Stent-graft modification using a similar technique has been deployed successfully to reduce shunt flow, immediately increase PSG, and improve the clinical status of a patient with TIPS-induced HE and hepatic failure.40 Quaretti et al40 used a PTFE-covered balloon expandable endograft, available currently only outside the United States, that was altered by targeted balloon expansion at each end of the device. At the 7-month follow-up, the shunt was patent and the liver failure had completely resolved. A more recent study (2004) compared five different TIPS reduction techniques (one patient per technique), including using two parallel stents with subsequent coil embolization of one stent; a balloon-expandable bare stent placed within the shunt; a balloon-expandable stent-graft placed within the shunt; a suture-constrained self-expanding stent-graft placed within the shunt; and a self-expanding stent-graft placed within the shunt with a parallel balloon-expandable bare stent extrinsically constraining the diameter of the stent-graft.41 In this series, all procedures were technically successful, resulting in increased PSGs and decreased symptoms and none of the patients experienced recurrent variceal hemorrhage or ascites in short-term follow-up.
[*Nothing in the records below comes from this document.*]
//! Durable-position watermarks, computed once before replay.
//!
//! For every `(shard, table)` the watermark is the highest replay position
//! already durable on disk: the max over the flush positions recorded in
//! the table's on-disk files, folded with the positions of any operator
//! truncations. Entries at or below it are skipped. The per-shard global
//! minimum lets whole segments (or segment prefixes) be skipped without
//! decoding.

use std::collections::HashMap;

use crate::catalog::{Catalog, TableId};
use crate::position::ReplayPosition;

/// Immutable watermark maps, shared read-only across all shards.
///
/// Keys are raw shard ids as recorded on disk: after resharding these may
/// exceed the current shard count, which only affects where segments are
/// processed, not how watermarks are looked up.
#[derive(Debug, Default)]
pub struct Watermarks {
  table_max: HashMap<u32, HashMap<TableId, ReplayPosition>>,
  global_min: HashMap<u32, ReplayPosition>,
}

impl Watermarks {
  /// Builds watermarks from the live catalogue.
  pub fn build(catalog: &dyn Catalog) -> Self {
    let tables = catalog.tables();

    let mut table_max: HashMap<u32, HashMap<TableId, ReplayPosition>> = HashMap::new();
    for &table in &tables {
      let flushed = catalog.flushed_positions(table);
      let truncated = catalog.truncated_positions(table);

      for position in flushed.into_iter().chain(truncated) {
        tracing::trace!(target: "emberlog", "table {} durable at {}", table, position);
        let slot = table_max
          .entry(position.shard_id)
          .or_default()
          .entry(table)
          .or_default();
        *slot = (*slot).max(position);
      }
    }

    let mut global_min: HashMap<u32, ReplayPosition> = HashMap::new();
    for (&shard, per_table) in &table_max {
      if let Some(&min) = per_table.values().min() {
        global_min.insert(shard, min);
      }
    }

    // A table known to the catalogue but with no durable position on some
    // shard means nothing of it is flushed there: the shard's global
    // minimum must drop to the empty position, or its entries would be
    // skipped as durable. Per-table maxima are unaffected (a missing
    // entry already reads as the empty position).
    for &table in &tables {
      for (&shard, per_table) in &table_max {
        if !per_table.contains_key(&table) {
          global_min.insert(shard, ReplayPosition::empty(shard));
        }
      }
    }

    for (shard, position) in &global_min {
      tracing::debug!(target: "emberlog", "minimum position for shard {}: {}", shard, position);
    }
    for (shard, per_table) in &table_max {
      for (table, position) in per_table {
        tracing::debug!(target: "emberlog", "replay position for shard/table {}/{}: {}", shard, table, position);
      }
    }

    Self { table_max, global_min }
  }

  /// The highest position already durable for `(shard, table)`, if any
  /// file or truncation record exists.
  pub fn table_max(&self, shard: u32, table: TableId) -> Option<ReplayPosition> {
    self.table_max.get(&shard).and_then(|m| m.get(&table)).copied()
  }

  /// The per-shard global minimum. A shard with no durable state at all
  /// reads as the empty position: everything must be replayed.
  pub fn global_min(&self, shard: u32) -> ReplayPosition {
    self
      .global_min
      .get(&shard)
      .copied()
      .unwrap_or_else(|| ReplayPosition::empty(shard))
  }
}
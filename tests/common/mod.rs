#![allow(dead_code)]

use std::path::PathBuf;
use std::sync::Arc;

use tempfile::TempDir;
use uuid::Uuid;

use emberlog::{
  Cell, ColumnKind, ColumnMapping, ColumnSpec, ColumnType, MemoryCatalog, MutationEntry,
  ReplayOptions, ReplayPosition, Replayer, SchemaVersion, SegmentDescriptor, SegmentWriter,
  TableId, TableSchema,
};

pub struct TestEnv {
  pub catalog: Arc<MemoryCatalog>,
  pub opts: ReplayOptions,
  // The TempDir guard must be kept alive to prevent premature deletion of the directory.
  pub _dir: TempDir,
  pub root: PathBuf,
}

impl TestEnv {
  pub fn new() -> Self {
    let dir = tempfile::tempdir().unwrap();
    let root = dir.path().to_path_buf();

    Self {
      catalog: Arc::new(MemoryCatalog::new()),
      opts: ReplayOptions::default(),
      _dir: dir,
      root,
    }
  }

  pub fn replayer(&self, shard_count: u32) -> Replayer {
    Replayer::create(self.catalog.clone(), self.opts.clone(), shard_count).unwrap()
  }

  /// Writes a segment file containing `entries` and returns its path plus
  /// the position of each entry.
  pub fn write_segment(
    &self,
    segment_id: u64,
    shard_id: u32,
    entries: &[MutationEntry],
  ) -> (PathBuf, Vec<ReplayPosition>) {
    let mut writer =
      SegmentWriter::create(&self.root, SegmentDescriptor::new(segment_id, shard_id)).unwrap();

    let mut positions = Vec::with_capacity(entries.len());
    for entry in entries {
      positions.push(writer.append(entry, &self.opts).unwrap());
    }
    writer.sync().unwrap();

    (writer.path().to_path_buf(), positions)
  }
}

pub fn table_id(n: u128) -> TableId {
  TableId::new(Uuid::from_u128(n))
}

pub fn version(n: u128) -> SchemaVersion {
  SchemaVersion::new(Uuid::from_u128(n))
}

/// Partition key column plus one regular text column ("v", id 1).
pub fn basic_mapping() -> ColumnMapping {
  ColumnMapping::new(vec![
    ColumnSpec { id: 0, name: "pk".into(), kind: ColumnKind::PartitionKey, ctype: ColumnType::Blob },
    ColumnSpec { id: 1, name: "v".into(), kind: ColumnKind::Regular, ctype: ColumnType::Text },
  ])
}

pub fn basic_schema(v: u128) -> TableSchema {
  TableSchema::new(version(v), basic_mapping())
}

/// One write of column "v" for `key`, without an embedded mapping.
pub fn entry(table: TableId, v: u128, key: &[u8], ts: u64, value: &[u8]) -> MutationEntry {
  MutationEntry {
    table_id: table,
    schema_version: version(v),
    partition_key: key.to_vec(),
    cells: vec![Cell { column_id: 1, timestamp: ts, value: Some(value.to_vec()) }],
    embedded_mapping: None,
  }
}

/// Same as [`entry`] but carrying the basic mapping, as a writer does
/// shortly after observing a schema change.
pub fn entry_with_mapping(table: TableId, v: u128, key: &[u8], ts: u64, value: &[u8]) -> MutationEntry {
  MutationEntry {
    embedded_mapping: Some(basic_mapping()),
    ..entry(table, v, key, ts, value)
  }
}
As could be predicted, the stent-graft technique had the advantage of immediate exclusion of blood flow outside the reducing stent, resulting in an immediate reduction of the caliber of the shunt.

CONCLUSION

TIPS-related HE is a difficult clinical problem that is usually managed conservatively. When HE is refractory to conservative treatments, more invasive techniques are often required. The innovative percutaneous interventions described herein have only recently become available. Further refinement of these techniques and materials used for shunt reduction are still needed. Additional study of this complex topic is mandatory so that patients with TIPS-related HE can be offered even more ideal treatments.